RECORDS START

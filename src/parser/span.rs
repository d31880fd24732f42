use std::fmt;

/// Represents a location in source code
#[derive(Debug, Clone, Copy, PartialEq, Eq, PartialOrd, Ord, Default)]
pub struct Location {
    /// Line number (1-indexed)
    pub line: usize,
    /// Column number (1-indexed)
    pub column: usize,
    /// Byte offset from start of file
    pub offset: usize,
}

impl Location {
    pub fn new(line: usize, column: usize, offset: usize) -> Self {
        Self { line, column, offset }
    }

    /// Location at the start of a file
    pub fn start() -> Self {
        Self { line: 1, column: 1, offset: 0 }
    }
}

impl fmt::Display for Location {
    fn fmt(&self, f: &mut fmt::Formatter<'_>) -> fmt::Result {
        write!(f, "{}:{}", self.line, self.column)
    }
}
use std::fmt;

use super::{DocComment, JavaAnnotation};

#[derive(Debug, Clone, PartialEq)]
pub struct JavaPackage {
    /// Dotted name; empty for the default package
    pub name: String,
    pub annotations: Vec<JavaAnnotation>,
    /// Line of the `package` keyword, or of the first class in the default package
    pub line_number: usize,
    pub doc: Option<DocComment>,
}

impl JavaPackage {
    pub fn new(name: impl Into<String>, line_number: usize) -> Self {
        Self {
            name: name.into(),
            annotations: Vec::new(),
            line_number,
            doc: None,
        }
    }

    pub fn is_default(&self) -> bool {
        self.name.is_empty()
    }

    pub fn annotations(&self) -> &[JavaAnnotation] {
        &self.annotations
    }
}

#[derive(Debug, Clone, PartialEq, Eq)]
pub struct Import {
    /// Imported name without the trailing `.*`
    pub name: String,
    pub is_static: bool,
    pub is_wildcard: bool,
    pub line_number: usize,
}

impl Import {
    /// Simple name introduced by a single-type import
    pub fn simple_name(&self) -> Option<&str> {
        if self.is_wildcard {
            None
        } else {
            self.name.rsplit('.').next()
        }
    }
}

impl fmt::Display for Import {
    fn fmt(&self, f: &mut fmt::Formatter<'_>) -> fmt::Result {
        if self.is_static {
            write!(f, "import static ")?;
        } else {
            write!(f, "import ")?;
        }

        if self.is_wildcard {
            write!(f, "{}.*;", self.name)
        } else {
            write!(f, "{};", self.name)
        }
    }
}
use std::sync::Arc;

use super::{AnnotationValue, DocComment, JavaAnnotation, TypeParam, TypeRef};

#[derive(Debug, Clone, Copy, PartialEq, Eq, Hash)]
pub enum Modifier {
    Public,
    Protected,
    Private,
    Abstract,
    Static,
    Final,
    Native,
    Synchronized,
    Transient,
    Volatile,
    Strictfp,
    // Java 8: default interface method
    Default,
}

impl Modifier {
    pub fn as_str(&self) -> &'static str {
        match self {
            Modifier::Public => "public",
            Modifier::Protected => "protected",
            Modifier::Private => "private",
            Modifier::Abstract => "abstract",
            Modifier::Static => "static",
            Modifier::Final => "final",
            Modifier::Native => "native",
            Modifier::Synchronized => "synchronized",
            Modifier::Transient => "transient",
            Modifier::Volatile => "volatile",
            Modifier::Strictfp => "strictfp",
            Modifier::Default => "default",
        }
    }
}

#[derive(Debug, Clone, Copy, PartialEq, Eq)]
pub enum ClassKind {
    Class,
    Interface,
    Enum,
    Annotation,
}

#[derive(Debug, Clone, PartialEq)]
pub struct JavaParameter {
    pub name: String,
    pub type_ref: TypeRef,
    pub modifiers: Vec<Modifier>,
    pub annotations: Vec<JavaAnnotation>,
    pub varargs: bool,
}

impl JavaParameter {
    pub fn annotations(&self) -> &[JavaAnnotation] {
        &self.annotations
    }

    pub fn is_final(&self) -> bool {
        self.modifiers.contains(&Modifier::Final)
    }
}

/// Method or constructor. Constructors have no return type.
#[derive(Debug, Clone, PartialEq)]
pub struct JavaMethod {
    pub name: String,
    pub modifiers: Vec<Modifier>,
    pub type_params: Vec<TypeParam>,
    pub return_type: Option<TypeRef>,
    pub parameters: Vec<JavaParameter>,
    pub exceptions: Vec<TypeRef>,
    pub annotations: Vec<JavaAnnotation>,
    /// `default` clause of an annotation-type element
    pub default_value: Option<AnnotationValue>,
    /// Body text between the braces, verbatim
    pub source_code: Option<String>,
    pub line_number: usize,
    pub doc: Option<DocComment>,
}

impl JavaMethod {
    pub fn is_constructor(&self) -> bool {
        self.return_type.is_none()
    }

    pub fn parameter_by_name(&self, name: &str) -> Option<&JavaParameter> {
        self.parameters.iter().find(|p| p.name == name)
    }

    pub fn annotations(&self) -> &[JavaAnnotation] {
        &self.annotations
    }

    pub fn is_varargs(&self) -> bool {
        self.parameters.last().map(|p| p.varargs).unwrap_or(false)
    }

    pub fn has_modifier(&self, modifier: Modifier) -> bool {
        self.modifiers.contains(&modifier)
    }

    /// `String xyz(int, java.util.List<T>...)` style signature
    pub fn signature(&self) -> String {
        let params: Vec<String> = self
            .parameters
            .iter()
            .map(|p| {
                if p.varargs {
                    format!("{}...", p.type_ref)
                } else {
                    p.type_ref.to_string()
                }
            })
            .collect();
        match &self.return_type {
            Some(ret) => format!("{} {}({})", ret, self.name, params.join(", ")),
            None => format!("{}({})", self.name, params.join(", ")),
        }
    }
}

#[derive(Debug, Clone, PartialEq)]
pub struct JavaField {
    pub name: String,
    pub type_ref: TypeRef,
    pub modifiers: Vec<Modifier>,
    pub annotations: Vec<JavaAnnotation>,
    /// Initializer expression as raw source text
    pub initializer: Option<String>,
    pub enum_constant: bool,
    pub line_number: usize,
    pub doc: Option<DocComment>,
}

impl JavaField {
    pub fn annotations(&self) -> &[JavaAnnotation] {
        &self.annotations
    }

    pub fn has_modifier(&self, modifier: Modifier) -> bool {
        self.modifiers.contains(&modifier)
    }
}

#[derive(Debug, Clone, PartialEq)]
pub struct JavaClass {
    pub name: String,
    pub fully_qualified_name: String,
    /// Declaring package; empty for the default package
    pub package: String,
    pub kind: ClassKind,
    pub modifiers: Vec<Modifier>,
    pub type_params: Vec<TypeParam>,
    pub superclass: Option<TypeRef>,
    /// `implements` of classes and enums, `extends` of interfaces
    pub implements: Vec<TypeRef>,
    pub fields: Vec<JavaField>,
    pub methods: Vec<JavaMethod>,
    pub constructors: Vec<JavaMethod>,
    pub inner_classes: Vec<Arc<JavaClass>>,
    pub annotations: Vec<JavaAnnotation>,
    pub line_number: usize,
    pub doc: Option<DocComment>,
}

impl JavaClass {
    pub fn new(name: impl Into<String>, fully_qualified_name: impl Into<String>, kind: ClassKind) -> Self {
        Self {
            name: name.into(),
            fully_qualified_name: fully_qualified_name.into(),
            package: String::new(),
            kind,
            modifiers: Vec::new(),
            type_params: Vec::new(),
            superclass: None,
            implements: Vec::new(),
            fields: Vec::new(),
            methods: Vec::new(),
            constructors: Vec::new(),
            inner_classes: Vec::new(),
            annotations: Vec::new(),
            line_number: 0,
            doc: None,
        }
    }

    pub fn name(&self) -> &str {
        &self.name
    }

    pub fn fully_qualified_name(&self) -> &str {
        &self.fully_qualified_name
    }

    pub fn annotations(&self) -> &[JavaAnnotation] {
        &self.annotations
    }

    pub fn methods(&self) -> &[JavaMethod] {
        &self.methods
    }

    pub fn fields(&self) -> &[JavaField] {
        &self.fields
    }

    pub fn is_interface(&self) -> bool {
        self.kind == ClassKind::Interface
    }

    pub fn is_enum(&self) -> bool {
        self.kind == ClassKind::Enum
    }

    pub fn is_annotation(&self) -> bool {
        self.kind == ClassKind::Annotation
    }

    pub fn method_by_name(&self, name: &str) -> Option<&JavaMethod> {
        self.methods.iter().find(|m| m.name == name)
    }

    pub fn methods_by_name<'a>(&'a self, name: &'a str) -> impl Iterator<Item = &'a JavaMethod> + 'a {
        self.methods.iter().filter(move |m| m.name == name)
    }

    pub fn field_by_name(&self, name: &str) -> Option<&JavaField> {
        self.fields.iter().find(|f| f.name == name)
    }

    pub fn enum_constants(&self) -> impl Iterator<Item = &JavaField> {
        self.fields.iter().filter(|f| f.enum_constant)
    }

    pub fn inner_class_by_name(&self, name: &str) -> Option<&Arc<JavaClass>> {
        self.inner_classes.iter().find(|c| c.name == name)
    }

    pub fn has_modifier(&self, modifier: Modifier) -> bool {
        self.modifiers.contains(&modifier)
    }

    /// `class` and every class nested in it, depth first
    pub fn with_nested(class: &Arc<JavaClass>) -> Vec<Arc<JavaClass>> {
        let mut out = vec![Arc::clone(class)];
        for inner in &class.inner_classes {
            out.extend(JavaClass::with_nested(inner));
        }
        out
    }
}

RECORDS END

_TASK BRIEF:_ Would you please repeat exactly the lines above, starting at the line with "pub struct Import" and stopping at the line with "impl fmt::Display for Import", both included?

_SOLUTION FOR THIS PROBLEM:_
pub struct Import {
    /// Imported name without the trailing `.*`
    pub name: String,
    pub is_static: bool,
    pub is_wildcard: bool,
    pub line_number: usize,
}

impl Import {
    /// Simple name introduced by a single-type import
    pub fn simple_name(&self) -> Option<&str> {
        if self.is_wildcard {
            None
        } else {
            self.name.rsplit('.').next()
        }
    }
}

impl fmt::Display for Import {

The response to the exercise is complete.